## ACTION ITEM
Every line in the entries where "full" is found should be copied.

(Data extracted from a collection)
━━━━━━━━

//! The aggregate error record and its classification enums.

use std::fmt;
use std::str::FromStr;

use chrono::{DateTime, Utc};
use serde::{Deserialize, Serialize};
use uuid::Uuid;

use crate::context::ErrorContext;
use crate::error::TrackerError;

/// Broad origin of an error.
#[derive(Debug, Clone, Copy, PartialEq, Eq, Hash, PartialOrd, Ord, Serialize, Deserialize)]
#[serde(rename_all = "lowercase")]
pub enum Category {
    /// Generic runtime failure.
    Runtime,
    /// Database or ORM failure.
    Database,
    /// Network failure.
    Network,
    /// Authentication or authorisation failure.
    Auth,
    /// Invalid input.
    Validation,
    /// Payment provider failure.
    Payment,
    /// Third-party API failure.
    External,
    /// Not classified.
    Unknown,
}

impl Category {
    /// Every category, in declaration order.
    pub const ALL: [Category; 8] = [
        Category::Runtime,
        Category::Database,
        Category::Network,
        Category::Auth,
        Category::Validation,
        Category::Payment,
        Category::External,
        Category::Unknown,
    ];

    /// Returns the lowercase storage name.
    #[must_use]
    pub const fn as_str(self) -> &'static str {
        match self {
            Category::Runtime => "runtime",
            Category::Database => "database",
            Category::Network => "network",
            Category::Auth => "auth",
            Category::Validation => "validation",
            Category::Payment => "payment",
            Category::External => "external",
            Category::Unknown => "unknown",
        }
    }
}

impl fmt::Display for Category {
    fn fmt(&self, f: &mut fmt::Formatter<'_>) -> fmt::Result {
        f.write_str(self.as_str())
    }
}

impl FromStr for Category {
    type Err = TrackerError;

    fn from_str(s: &str) -> Result<Self, Self::Err> {
        Category::ALL
            .into_iter()
            .find(|category| category.as_str() == s)
            .ok_or_else(|| TrackerError::Validation(format!("unknown category: {s}")))
    }
}

/// How urgently an error needs attention. Ordered from `Low` to `Critical`.
#[derive(Debug, Clone, Copy, PartialEq, Eq, Hash, PartialOrd, Ord, Serialize, Deserialize)]
#[serde(rename_all = "lowercase")]
pub enum Severity {
    /// Expected noise, e.g. invalid input.
    Low,
    /// Default severity.
    Medium,
    /// Degraded functionality.
    High,
    /// Flushed and alerted on immediately.
    Critical,
}

impl Severity {
    /// Every severity, lowest first.
    pub const ALL: [Severity; 4] = [
        Severity::Low,
        Severity::Medium,
        Severity::High,
        Severity::Critical,
    ];

    /// Returns the lowercase storage name.
    #[must_use]
    pub const fn as_str(self) -> &'static str {
        match self {
            Severity::Low => "low",
            Severity::Medium => "medium",
            Severity::High => "high",
            Severity::Critical => "critical",
        }
    }
}

impl fmt::Display for Severity {
    fn fmt(&self, f: &mut fmt::Formatter<'_>) -> fmt::Result {
        f.write_str(self.as_str())
    }
}

impl FromStr for Severity {
    type Err = TrackerError;

    fn from_str(s: &str) -> Result<Self, Self::Err> {
        Severity::ALL
            .into_iter()
            .find(|severity| severity.as_str() == s)
            .ok_or_else(|| TrackerError::Validation(format!("unknown severity: {s}")))
    }
}

/// The tracker's view of an application error: its type name, message and
/// a newline-delimited trace whose second line is the call site.
#[derive(Debug, Clone, PartialEq, Eq, Serialize, Deserialize)]
pub struct CapturedError {
    /// Error type name, e.g. `"TimeoutError"`.
    pub name: String,
    /// Human-readable message.
    pub message: String,
    /// Trace text, first line is the error itself.
    pub stack: Option<String>,
}

impl CapturedError {
    /// Creates a captured error without a trace.
    #[must_use]
    pub fn new(name: impl Into<String>, message: impl Into<String>) -> Self {
        Self {
            name: name.into(),
            message: message.into(),
            stack: None,
        }
    }

    /// Attaches a trace.
    #[must_use]
    pub fn with_stack(mut self, stack: impl Into<String>) -> Self {
        self.stack = Some(stack.into());
        self
    }

    /// Captures a Rust error value.
    ///
    /// The name is the unqualified type name of `E`. The trace is the error
    /// line followed by one `at` line per cause in the `source()` chain, so
    /// the immediate cause acts as the call site.
    #[must_use]
    pub fn from_error<E: std::error::Error>(error: &E) -> Self {
        let name = short_type_name(std::any::type_name::<E>()).to_owned();
        let message = error.to_string();

        let mut stack = format!("{name}: {message}");
        let mut source = error.source();
        while let Some(cause) = source {
            stack.push_str("\n    at ");
            stack.push_str(&cause.to_string());
            source = cause.source();
        }

        Self {
            name,
            message,
            stack: Some(stack),
        }
    }

    /// Returns the trimmed second line of the trace, or `""` when there is
    /// no such line.
    #[must_use]
    pub fn call_site(&self) -> &str {
        self.stack
            .as_deref()
            .and_then(|stack| stack.lines().nth(1))
            .map_or("", str::trim)
    }
}

fn short_type_name(full: &str) -> &str {
    let without_generics = full.split('<').next().unwrap_or(full);
    without_generics
        .rsplit("::")
        .next()
        .unwrap_or(without_generics)
}

/// Generates a fresh opaque entry identifier.
#[must_use]
pub fn new_entry_id() -> String {
    format!("err_{}", Uuid::now_v7().simple())
}

/// Aggregate record for every occurrence sharing one fingerprint.
#[derive(Debug, Clone, PartialEq, Serialize, Deserialize)]
pub struct ErrorEntry {
    /// Identifier assigned at first occurrence.
    pub id: String,
    /// Error type name.
    pub name: String,
    /// Message of the most recent occurrence.
    pub message: String,
    /// Trace of the most recent occurrence.
    pub stack: Option<String>,
    /// Category fixed at first occurrence.
    pub category: Category,
    /// Severity fixed at first occurrence.
    pub severity: Severity,
    /// Shallow merge of every occurrence's context.
    pub context: ErrorContext,
    /// Grouping key; the entry's identity.
    pub fingerprint: String,
    /// Timestamp of the most recent occurrence.
    pub occurred_at: DateTime<Utc>,
    /// Set only by an operator.
    pub resolved: bool,
    /// When the entry was last resolved.
    pub resolved_at: Option<DateTime<Utc>>,
    /// Total occurrences. Only ever incremented.
    pub count: u64,
    /// Caller-supplied data, last write wins.
    pub metadata: Option<serde_json::Value>,
}

impl ErrorEntry {
    /// Folds a later aggregate for the same fingerprint into this one:
    /// counts add, narrative fields and `occurred_at` take the later values,
    /// contexts merge with the later keys winning.
    pub fn absorb(&mut self, later: ErrorEntry) {
        debug_assert_eq!(self.fingerprint, later.fingerprint);
        self.count += later.count;
        self.message = later.message;
        self.stack = later.stack;
        self.occurred_at = later.occurred_at;
        self.context.merge(later.context);
        if later.metadata.is_some() {
            self.metadata = later.metadata;
        }
    }
}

━━━━━━━━

## FINISHED TASK
fn short_type_name(full: &str) -> &str {
    let without_generics = full.split('<').next().unwrap_or(full);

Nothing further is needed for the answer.